> Exercise instructions
Tally every line of the listing where the string "PathBuf" is found, and state the total alone.

> Material for the task
------
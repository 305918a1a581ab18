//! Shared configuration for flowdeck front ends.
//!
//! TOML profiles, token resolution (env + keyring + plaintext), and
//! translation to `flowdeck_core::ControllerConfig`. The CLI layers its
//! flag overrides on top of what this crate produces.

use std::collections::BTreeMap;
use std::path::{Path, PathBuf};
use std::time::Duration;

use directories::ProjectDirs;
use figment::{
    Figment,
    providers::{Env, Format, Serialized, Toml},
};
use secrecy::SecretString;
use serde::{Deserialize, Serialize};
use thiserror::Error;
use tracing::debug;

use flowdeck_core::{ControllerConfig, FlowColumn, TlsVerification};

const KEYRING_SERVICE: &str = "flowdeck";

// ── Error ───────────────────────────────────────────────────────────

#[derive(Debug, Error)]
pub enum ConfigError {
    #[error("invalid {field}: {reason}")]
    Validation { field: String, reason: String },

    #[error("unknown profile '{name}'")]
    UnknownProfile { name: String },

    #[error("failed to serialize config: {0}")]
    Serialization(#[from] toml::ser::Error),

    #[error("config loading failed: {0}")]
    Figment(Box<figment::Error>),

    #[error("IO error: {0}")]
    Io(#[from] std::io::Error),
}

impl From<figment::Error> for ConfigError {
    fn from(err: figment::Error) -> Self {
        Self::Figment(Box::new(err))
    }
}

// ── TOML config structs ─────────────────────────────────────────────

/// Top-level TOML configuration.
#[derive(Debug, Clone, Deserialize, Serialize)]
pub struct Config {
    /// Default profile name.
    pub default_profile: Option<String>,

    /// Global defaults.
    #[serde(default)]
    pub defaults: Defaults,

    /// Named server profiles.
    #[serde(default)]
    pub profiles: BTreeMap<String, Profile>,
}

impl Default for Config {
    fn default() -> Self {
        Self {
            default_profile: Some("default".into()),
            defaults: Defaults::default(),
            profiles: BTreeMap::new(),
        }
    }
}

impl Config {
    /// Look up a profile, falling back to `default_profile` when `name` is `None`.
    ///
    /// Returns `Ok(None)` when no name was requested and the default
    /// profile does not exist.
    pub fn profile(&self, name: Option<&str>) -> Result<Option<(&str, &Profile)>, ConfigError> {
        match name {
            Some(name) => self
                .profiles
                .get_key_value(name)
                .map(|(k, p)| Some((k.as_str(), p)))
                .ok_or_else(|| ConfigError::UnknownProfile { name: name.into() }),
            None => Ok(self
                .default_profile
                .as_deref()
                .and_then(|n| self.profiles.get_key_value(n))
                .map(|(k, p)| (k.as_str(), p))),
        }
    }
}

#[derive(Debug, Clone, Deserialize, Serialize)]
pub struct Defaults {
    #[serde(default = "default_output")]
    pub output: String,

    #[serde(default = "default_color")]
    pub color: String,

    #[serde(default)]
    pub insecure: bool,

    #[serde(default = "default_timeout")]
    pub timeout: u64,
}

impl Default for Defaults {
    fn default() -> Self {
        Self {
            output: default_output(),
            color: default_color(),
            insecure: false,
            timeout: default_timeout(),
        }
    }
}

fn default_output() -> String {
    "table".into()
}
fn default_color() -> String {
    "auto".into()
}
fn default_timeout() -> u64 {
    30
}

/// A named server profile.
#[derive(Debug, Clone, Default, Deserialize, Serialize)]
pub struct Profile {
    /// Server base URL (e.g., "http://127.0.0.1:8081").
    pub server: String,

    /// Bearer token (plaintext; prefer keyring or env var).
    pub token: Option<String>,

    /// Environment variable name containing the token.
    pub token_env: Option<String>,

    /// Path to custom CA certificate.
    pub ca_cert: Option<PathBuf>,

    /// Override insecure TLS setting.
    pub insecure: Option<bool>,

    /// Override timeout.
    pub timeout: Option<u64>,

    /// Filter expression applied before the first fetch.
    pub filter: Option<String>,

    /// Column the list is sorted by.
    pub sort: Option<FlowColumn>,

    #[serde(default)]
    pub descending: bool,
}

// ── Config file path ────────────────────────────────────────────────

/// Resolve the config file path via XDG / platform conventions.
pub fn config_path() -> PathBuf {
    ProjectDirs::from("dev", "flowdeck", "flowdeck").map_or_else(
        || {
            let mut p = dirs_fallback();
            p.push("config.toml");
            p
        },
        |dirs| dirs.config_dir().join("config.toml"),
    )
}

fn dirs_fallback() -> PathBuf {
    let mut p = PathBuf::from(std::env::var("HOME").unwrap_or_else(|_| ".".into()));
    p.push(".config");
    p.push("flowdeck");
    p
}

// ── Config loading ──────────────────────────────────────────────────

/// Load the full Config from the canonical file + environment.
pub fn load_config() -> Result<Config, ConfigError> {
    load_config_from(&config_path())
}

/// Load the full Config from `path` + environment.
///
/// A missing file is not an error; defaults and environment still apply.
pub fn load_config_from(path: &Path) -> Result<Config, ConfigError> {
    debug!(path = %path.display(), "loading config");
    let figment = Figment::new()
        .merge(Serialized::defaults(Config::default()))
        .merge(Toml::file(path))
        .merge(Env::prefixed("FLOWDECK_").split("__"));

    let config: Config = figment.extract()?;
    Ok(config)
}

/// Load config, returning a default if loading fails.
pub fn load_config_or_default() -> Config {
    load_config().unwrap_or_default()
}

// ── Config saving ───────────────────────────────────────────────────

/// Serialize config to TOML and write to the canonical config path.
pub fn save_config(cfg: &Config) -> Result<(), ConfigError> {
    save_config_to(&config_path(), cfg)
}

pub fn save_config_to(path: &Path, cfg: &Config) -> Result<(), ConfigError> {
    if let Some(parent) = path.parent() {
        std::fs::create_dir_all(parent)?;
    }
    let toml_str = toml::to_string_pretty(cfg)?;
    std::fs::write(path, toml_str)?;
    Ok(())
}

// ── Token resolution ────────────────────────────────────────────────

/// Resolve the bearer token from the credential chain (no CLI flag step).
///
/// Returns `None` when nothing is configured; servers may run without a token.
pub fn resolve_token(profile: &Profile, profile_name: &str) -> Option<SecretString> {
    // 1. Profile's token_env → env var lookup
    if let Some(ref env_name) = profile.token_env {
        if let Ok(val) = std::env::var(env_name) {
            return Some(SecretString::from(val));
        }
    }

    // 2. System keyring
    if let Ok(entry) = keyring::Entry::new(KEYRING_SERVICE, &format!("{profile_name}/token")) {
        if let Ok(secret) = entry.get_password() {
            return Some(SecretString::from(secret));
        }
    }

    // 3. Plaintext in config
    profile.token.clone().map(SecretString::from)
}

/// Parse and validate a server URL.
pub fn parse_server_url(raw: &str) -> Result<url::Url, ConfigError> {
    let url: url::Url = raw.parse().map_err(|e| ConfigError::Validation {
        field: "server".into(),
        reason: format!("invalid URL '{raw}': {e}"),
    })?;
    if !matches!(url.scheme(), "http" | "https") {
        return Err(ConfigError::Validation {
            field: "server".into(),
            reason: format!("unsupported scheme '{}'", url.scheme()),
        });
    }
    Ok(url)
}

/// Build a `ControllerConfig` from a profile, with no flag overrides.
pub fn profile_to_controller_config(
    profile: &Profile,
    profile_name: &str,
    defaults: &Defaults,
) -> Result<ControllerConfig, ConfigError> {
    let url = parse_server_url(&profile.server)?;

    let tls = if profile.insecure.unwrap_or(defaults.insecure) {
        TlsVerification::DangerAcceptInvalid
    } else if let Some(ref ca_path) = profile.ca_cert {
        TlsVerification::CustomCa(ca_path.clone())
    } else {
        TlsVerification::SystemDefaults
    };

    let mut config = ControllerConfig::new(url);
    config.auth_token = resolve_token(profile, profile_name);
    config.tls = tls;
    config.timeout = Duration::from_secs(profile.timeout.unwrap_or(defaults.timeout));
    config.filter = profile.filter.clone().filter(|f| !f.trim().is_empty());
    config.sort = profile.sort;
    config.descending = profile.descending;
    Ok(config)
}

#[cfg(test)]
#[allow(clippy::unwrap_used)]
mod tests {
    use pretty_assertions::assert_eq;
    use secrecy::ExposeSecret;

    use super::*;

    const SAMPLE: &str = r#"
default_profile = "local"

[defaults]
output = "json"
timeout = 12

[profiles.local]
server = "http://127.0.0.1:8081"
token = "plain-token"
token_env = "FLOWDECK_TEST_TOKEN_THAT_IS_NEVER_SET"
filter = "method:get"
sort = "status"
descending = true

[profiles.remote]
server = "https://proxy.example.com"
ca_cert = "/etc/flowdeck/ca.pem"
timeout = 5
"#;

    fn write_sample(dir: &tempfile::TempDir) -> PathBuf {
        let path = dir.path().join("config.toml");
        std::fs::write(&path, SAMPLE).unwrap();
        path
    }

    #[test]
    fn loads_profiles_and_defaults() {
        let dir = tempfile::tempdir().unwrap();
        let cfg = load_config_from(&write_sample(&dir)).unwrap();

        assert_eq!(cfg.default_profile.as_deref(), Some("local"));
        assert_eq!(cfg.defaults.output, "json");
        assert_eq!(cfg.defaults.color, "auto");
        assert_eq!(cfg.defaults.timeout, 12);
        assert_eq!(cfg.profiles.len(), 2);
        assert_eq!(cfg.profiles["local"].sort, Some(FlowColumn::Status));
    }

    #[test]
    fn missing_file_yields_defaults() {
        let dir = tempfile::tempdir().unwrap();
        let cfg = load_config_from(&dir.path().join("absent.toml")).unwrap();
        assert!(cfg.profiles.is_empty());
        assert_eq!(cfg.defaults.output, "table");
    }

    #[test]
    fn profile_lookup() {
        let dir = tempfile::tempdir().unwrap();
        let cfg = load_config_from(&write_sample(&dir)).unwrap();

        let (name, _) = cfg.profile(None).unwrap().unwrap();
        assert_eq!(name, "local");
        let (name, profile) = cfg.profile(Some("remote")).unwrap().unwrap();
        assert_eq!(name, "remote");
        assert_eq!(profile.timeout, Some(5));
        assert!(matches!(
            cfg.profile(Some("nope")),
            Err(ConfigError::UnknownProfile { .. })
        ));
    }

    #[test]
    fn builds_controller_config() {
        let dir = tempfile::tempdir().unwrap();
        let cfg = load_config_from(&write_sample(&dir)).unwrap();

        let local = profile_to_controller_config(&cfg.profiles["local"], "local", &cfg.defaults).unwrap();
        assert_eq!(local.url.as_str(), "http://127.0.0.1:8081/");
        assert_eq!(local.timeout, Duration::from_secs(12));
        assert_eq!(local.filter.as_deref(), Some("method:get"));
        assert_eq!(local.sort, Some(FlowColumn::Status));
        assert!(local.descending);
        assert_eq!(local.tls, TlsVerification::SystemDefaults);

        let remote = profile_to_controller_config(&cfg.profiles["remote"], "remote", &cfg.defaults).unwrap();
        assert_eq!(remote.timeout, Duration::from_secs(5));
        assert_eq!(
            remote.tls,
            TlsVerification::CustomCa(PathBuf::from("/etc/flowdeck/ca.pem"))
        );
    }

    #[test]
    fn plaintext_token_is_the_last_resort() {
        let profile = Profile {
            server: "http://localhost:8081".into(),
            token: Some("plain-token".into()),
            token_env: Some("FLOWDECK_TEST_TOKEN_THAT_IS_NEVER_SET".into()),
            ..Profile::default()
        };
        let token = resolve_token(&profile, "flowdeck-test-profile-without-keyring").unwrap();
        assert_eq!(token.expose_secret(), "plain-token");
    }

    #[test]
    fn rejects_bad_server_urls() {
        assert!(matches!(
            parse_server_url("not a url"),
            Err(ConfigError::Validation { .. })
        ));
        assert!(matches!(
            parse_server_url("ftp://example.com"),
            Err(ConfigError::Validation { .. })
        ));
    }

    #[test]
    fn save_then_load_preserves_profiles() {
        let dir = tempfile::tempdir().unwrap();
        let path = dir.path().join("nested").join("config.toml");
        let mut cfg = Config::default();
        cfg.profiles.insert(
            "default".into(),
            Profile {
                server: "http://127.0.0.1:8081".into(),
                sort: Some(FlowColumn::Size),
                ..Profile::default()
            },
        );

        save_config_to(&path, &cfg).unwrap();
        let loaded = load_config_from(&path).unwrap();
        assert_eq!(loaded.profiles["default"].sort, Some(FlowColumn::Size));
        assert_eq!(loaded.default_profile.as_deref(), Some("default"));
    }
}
------
> Task response
7